--- Information Enclosed Below ---

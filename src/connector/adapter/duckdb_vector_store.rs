use std::path::Path;
use std::sync::Arc;

use async_trait::async_trait;
use duckdb::{params, Connection, Row};
use tokio::sync::Mutex;
use tracing::{debug, info};

use crate::application::{ScoredRecord, VectorCollection, VectorStore};
use crate::domain::{
    DistanceMetric, DomainError, Metadata, Namespace, VectorRecord, EMBEDDING_DIMENSIONS,
};

/// DuckDB-backed vector store. Each namespace is one table in the `main` schema.
///
/// DuckDB calls are synchronous, so every statement runs on the blocking pool.
/// Callers awaiting a store method can therefore time out while a statement
/// is still executing.
pub struct DuckdbVectorStore {
    conn: Arc<Mutex<Connection>>,
    dimensions: usize,
    distance: DistanceMetric,
    hnsw_index: bool,
}

/// Runs `op` against the shared connection on a blocking thread.
async fn run_blocking<T, F>(conn: &Arc<Mutex<Connection>>, op: F) -> Result<T, DomainError>
where
    T: Send + 'static,
    F: FnOnce(&Connection) -> Result<T, DomainError> + Send + 'static,
{
    let conn = Arc::clone(conn);
    tokio::task::spawn_blocking(move || {
        let conn = conn.blocking_lock();
        op(&conn)
    })
    .await
    .map_err(|e| DomainError::storage(format!("DuckDB task failed: {}", e)))?
}

impl DuckdbVectorStore {
    pub fn new(path: &Path) -> Result<Self, DomainError> {
        let conn = Connection::open(path)
            .map_err(|e| DomainError::storage(format!("Failed to open DuckDB database: {}", e)))?;
        info!("Opened DuckDB vector store at {}", path.display());
        Ok(Self::from_connection(conn))
    }

    pub fn in_memory() -> Result<Self, DomainError> {
        let conn = Connection::open_in_memory().map_err(|e| {
            DomainError::storage(format!("Failed to open DuckDB in-memory DB: {}", e))
        })?;
        Ok(Self::from_connection(conn))
    }

    fn from_connection(conn: Connection) -> Self {
        Self {
            conn: Arc::new(Mutex::new(conn)),
            dimensions: EMBEDDING_DIMENSIONS,
            distance: DistanceMetric::default(),
            hnsw_index: false,
        }
    }

    pub fn with_dimensions(mut self, dimensions: usize) -> Self {
        self.dimensions = dimensions;
        self
    }

    pub fn with_distance(mut self, distance: DistanceMetric) -> Self {
        self.distance = distance;
        self
    }

    /// Builds an HNSW index per namespace. Requires the `vss` extension to be installable.
    pub fn with_hnsw_index(mut self, enabled: bool) -> Self {
        self.hnsw_index = enabled;
        self
    }
}

fn create_hnsw_index(
    conn: &Connection,
    namespace: &Namespace,
    distance: DistanceMetric,
) -> Result<(), DomainError> {
    conn.execute_batch("INSTALL vss; LOAD vss;")
        .map_err(|e| DomainError::storage(format!("Failed to load vss: {}", e)))?;
    conn.execute_batch("SET hnsw_enable_experimental_persistence = true;")
        .map_err(|e| DomainError::storage(format!("Failed to set HNSW persistence: {}", e)))?;

    let metric = match distance {
        DistanceMetric::Cosine => "cosine",
        DistanceMetric::L2 => "l2sq",
    };
    conn.execute_batch(&format!(
        "CREATE INDEX IF NOT EXISTS \"{ns}_hnsw_idx\" ON \"{ns}\" USING HNSW (embedding) WITH (metric = '{metric}');",
        ns = namespace,
        metric = metric
    ))
    .map_err(|e| DomainError::storage(format!("Failed to create HNSW index: {}", e)))?;
    Ok(())
}

#[async_trait]
impl VectorStore for DuckdbVectorStore {
    async fn provision(
        &self,
        namespace: &Namespace,
    ) -> Result<Arc<dyn VectorCollection>, DomainError> {
        let table = namespace.clone();
        let dimensions = self.dimensions;
        let distance = self.distance;
        let hnsw_index = self.hnsw_index;

        run_blocking(&self.conn, move |conn| {
            conn.execute_batch(&format!(
                "CREATE TABLE IF NOT EXISTS \"{}\" (
                    content_id TEXT PRIMARY KEY,
                    text TEXT NOT NULL,
                    embedding FLOAT[{}] NOT NULL,
                    metadata TEXT NOT NULL
                );",
                table, dimensions
            ))
            .map_err(|e| {
                DomainError::storage(format!("Failed to create namespace {}: {}", table, e))
            })?;

            if hnsw_index {
                create_hnsw_index(conn, &table, distance)?;
            }
            Ok(())
        })
        .await?;
        debug!("DuckDB namespace {} ready", namespace);

        Ok(Arc::new(DuckdbCollection {
            conn: Arc::clone(&self.conn),
            namespace: namespace.clone(),
            dimensions: self.dimensions,
            distance: self.distance,
        }))
    }

    async fn exists(&self, namespace: &Namespace) -> Result<bool, DomainError> {
        let table = namespace.as_str().to_string();
        let count: i64 = run_blocking(&self.conn, move |conn| {
            conn.query_row(
                "SELECT COUNT(*) FROM information_schema.tables WHERE table_name = ?",
                params![table],
                |row| row.get(0),
            )
            .map_err(|e| DomainError::storage(format!("Failed to look up namespace: {}", e)))
        })
        .await?;
        Ok(count > 0)
    }

    async fn ping(&self) -> Result<(), DomainError> {
        run_blocking(&self.conn, |conn| {
            conn.execute_batch("SELECT 1;")
                .map_err(|e| DomainError::storage(format!("DuckDB ping failed: {}", e)))
        })
        .await
    }
}

pub struct DuckdbCollection {
    conn: Arc<Mutex<Connection>>,
    namespace: Namespace,
    dimensions: usize,
    distance: DistanceMetric,
}

impl DuckdbCollection {
    fn vector_to_array_literal(&self, vector: &[f32]) -> Result<String, DomainError> {
        if vector.len() != self.dimensions {
            return Err(DomainError::invalid_input(format!(
                "Expected embedding dimension {}, got {}",
                self.dimensions,
                vector.len()
            )));
        }
        let mut s = String::with_capacity(vector.len() * 8);
        s.push('[');
        for (i, v) in vector.iter().enumerate() {
            if i > 0 {
                s.push_str(", ");
            }
            s.push_str(&format!("{}", v));
        }
        s.push(']');
        s.push_str(&format!("::FLOAT[{}]", self.dimensions));
        Ok(s)
    }

    fn distance_function(&self) -> &'static str {
        match self.distance {
            DistanceMetric::Cosine => "array_cosine_distance",
            DistanceMetric::L2 => "array_distance",
        }
    }
}

/// Reads `content_id, text, embedding-as-text, metadata` starting at column 0.
fn record_from_row(row: &Row<'_>) -> Result<VectorRecord, DomainError> {
    let read = |i: usize| -> Result<String, DomainError> {
        row.get::<_, String>(i)
            .map_err(|e| DomainError::storage(format!("Failed to read column {}: {}", i, e)))
    };

    let content_id = read(0)?;
    let text = read(1)?;
    let embedding = parse_array_text(&read(2)?)?;
    let metadata: Metadata = serde_json::from_str(&read(3)?).map_err(|e| {
        DomainError::storage(format!("Corrupt metadata for {}: {}", content_id, e))
    })?;
    Ok(VectorRecord::new(content_id, text, embedding, metadata))
}

/// Parses DuckDB's text rendering of an array, e.g. `[0.5, -1.0]`.
fn parse_array_text(text: &str) -> Result<Vec<f32>, DomainError> {
    let inner = text
        .trim()
        .strip_prefix('[')
        .and_then(|s| s.strip_suffix(']'))
        .ok_or_else(|| DomainError::storage(format!("Unexpected array text: {}", text)))?;

    if inner.trim().is_empty() {
        return Ok(Vec::new());
    }

    inner
        .split(',')
        .map(|part| {
            part.trim()
                .parse::<f32>()
                .map_err(|e| DomainError::storage(format!("Bad array element '{}': {}", part, e)))
        })
        .collect()
}

/// LIMIT takes a signed BIGINT; anything larger means "all rows".
fn limit_param(k: usize) -> i64 {
    i64::try_from(k).unwrap_or(i64::MAX)
}

#[async_trait]
impl VectorCollection for DuckdbCollection {
    fn namespace(&self) -> &Namespace {
        &self.namespace
    }

    async fn upsert(&self, record: &VectorRecord) -> Result<(), DomainError> {
        let array_lit = self.vector_to_array_literal(record.embedding())?;
        let metadata = serde_json::to_string(record.metadata())?;
        // The array literal is inlined because FLOAT[N] parameters are not supported.
        let sql = format!(
            "INSERT OR REPLACE INTO \"{}\" (content_id, text, embedding, metadata) VALUES (?, ?, {}, ?)",
            self.namespace, array_lit
        );
        let content_id = record.content_id().to_string();
        let text = record.text().to_string();
        let table = self.namespace.clone();

        run_blocking(&self.conn, move |conn| {
            conn.execute(&sql, params![content_id, text, metadata])
                .map_err(|e| {
                    DomainError::storage(format!(
                        "Failed to insert {} into {}: {}",
                        content_id, table, e
                    ))
                })
                .map(|_| ())
        })
        .await?;

        debug!("Stored {} in {}", record.content_id(), self.namespace);
        Ok(())
    }

    async fn get(&self, content_id: &str) -> Result<Option<VectorRecord>, DomainError> {
        let sql = format!(
            "SELECT content_id, text, CAST(embedding AS VARCHAR), metadata FROM \"{}\" WHERE content_id = ?",
            self.namespace
        );
        let content_id = content_id.to_string();

        run_blocking(&self.conn, move |conn| {
            let mut stmt = conn
                .prepare(&sql)
                .map_err(|e| DomainError::storage(format!("Failed to prepare get: {}", e)))?;
            let mut rows = stmt
                .query(params![content_id])
                .map_err(|e| DomainError::storage(format!("Failed to run get: {}", e)))?;

            match rows
                .next()
                .map_err(|e| DomainError::storage(format!("Failed to read row: {}", e)))?
            {
                Some(row) => record_from_row(row).map(Some),
                None => Ok(None),
            }
        })
        .await
    }

    async fn query(&self, embedding: &[f32], k: usize) -> Result<Vec<ScoredRecord>, DomainError> {
        let array_lit = self.vector_to_array_literal(embedding)?;
        let sql = format!(
            "SELECT content_id, text, CAST(embedding AS VARCHAR), metadata, \
                {func}(embedding, {lit}) AS distance \
             FROM \"{ns}\" \
             ORDER BY distance \
             LIMIT ?",
            func = self.distance_function(),
            lit = array_lit,
            ns = self.namespace
        );
        let distance = self.distance;
        let limit = limit_param(k);

        run_blocking(&self.conn, move |conn| {
            let mut stmt = conn
                .prepare(&sql)
                .map_err(|e| DomainError::storage(format!("Failed to prepare search: {}", e)))?;
            let mut rows = stmt
                .query(params![limit])
                .map_err(|e| DomainError::storage(format!("Failed to run search: {}", e)))?;

            let mut results = Vec::new();
            while let Some(row) = rows
                .next()
                .map_err(|e| DomainError::storage(format!("Failed to read row: {}", e)))?
            {
                let raw_distance: f32 = row
                    .get(4)
                    .map_err(|e| DomainError::storage(format!("Failed to read distance: {}", e)))?;
                results.push(ScoredRecord {
                    record: record_from_row(row)?,
                    score: distance.score(raw_distance),
                });
            }
            Ok(results)
        })
        .await
    }

    async fn delete(&self, content_id: &str) -> Result<bool, DomainError> {
        let sql = format!("DELETE FROM \"{}\" WHERE content_id = ?", self.namespace);
        let content_id = content_id.to_string();
        let table = self.namespace.clone();

        let removed = run_blocking(&self.conn, move |conn| {
            conn.execute(&sql, params![content_id]).map_err(|e| {
                DomainError::storage(format!(
                    "Failed to delete {} from {}: {}",
                    content_id, table, e
                ))
            })
        })
        .await?;
        Ok(removed > 0)
    }

    async fn count(&self) -> Result<u64, DomainError> {
        let sql = format!("SELECT COUNT(*) FROM \"{}\"", self.namespace);
        let count: i64 = run_blocking(&self.conn, move |conn| {
            conn.query_row(&sql, [], |row| row.get(0))
                .map_err(|e| DomainError::storage(format!("Failed to count records: {}", e)))
        })
        .await?;
        Ok(count as u64)
    }
}

#[cfg(test)]
mod tests {
    use std::time::Duration;

    use super::*;
    use crate::application::{CourseVectorService, VectorServiceConfig};
    use crate::connector::MockEmbedding;

    #[test]
    fn test_parse_array_text() {
        assert_eq!(parse_array_text("[0.5, -1.0, 2]").unwrap(), vec![0.5, -1.0, 2.0]);
        assert_eq!(parse_array_text("[]").unwrap(), Vec::<f32>::new());
        assert!(parse_array_text("0.5, 1.0").is_err());
        assert!(parse_array_text("[a, b]").is_err());
    }

    #[test]
    fn test_limit_param_saturates() {
        assert_eq!(limit_param(3), 3);
        assert_eq!(limit_param(usize::MAX), i64::MAX);
    }

    #[tokio::test]
    async fn test_array_literal_rejects_wrong_dimension() {
        let store = DuckdbVectorStore::in_memory().unwrap().with_dimensions(4);
        let collection = store.provision(&Namespace::for_course(1)).await.unwrap();

        let err = collection
            .upsert(&VectorRecord::new("a", "text", vec![1.0; 3], Metadata::new()))
            .await
            .unwrap_err();

        assert!(matches!(err, DomainError::InvalidInput(_)));
    }

    #[tokio::test]
    async fn test_busy_connection_hits_storage_timeout() {
        let store = DuckdbVectorStore::in_memory().unwrap();
        let conn = Arc::clone(&store.conn);
        let service = CourseVectorService::with_config(
            Arc::new(store),
            Arc::new(MockEmbedding::new()),
            VectorServiceConfig {
                storage_timeout: Duration::from_millis(50),
                ..VectorServiceConfig::default()
            },
        );
        service.add(1, "a", "alpha", Metadata::new()).await.unwrap();

        // A long-running statement elsewhere keeps the connection busy.
        let guard = conn.lock().await;
        let started = std::time::Instant::now();
        let err = service.count(1).await.unwrap_err();
        drop(guard);

        assert!(err.is_storage_error());
        assert!(err.to_string().contains("timed out"));
        assert!(started.elapsed() < Duration::from_secs(2));
    }
}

--- End of Enclosed Information ---

The problem → Repeat every line of the data word for word until you have repeated the line that contains "is still executing.", which is the last one to include.

Response for this exercise →
filename src/connector/adapter/duckdb_vector_store.rs
use std::path::Path;
use std::sync::Arc;

use async_trait::async_trait;
use duckdb::{params, Connection, Row};
use tokio::sync::Mutex;
use tracing::{debug, info};

use crate::application::{ScoredRecord, VectorCollection, VectorStore};
use crate::domain::{
    DistanceMetric, DomainError, Metadata, Namespace, VectorRecord, EMBEDDING_DIMENSIONS,
};

/// DuckDB-backed vector store. Each namespace is one table in the `main` schema.
///
/// DuckDB calls are synchronous, so every statement runs on the blocking pool.
/// Callers awaiting a store method can therefore time out while a statement
/// is still executing.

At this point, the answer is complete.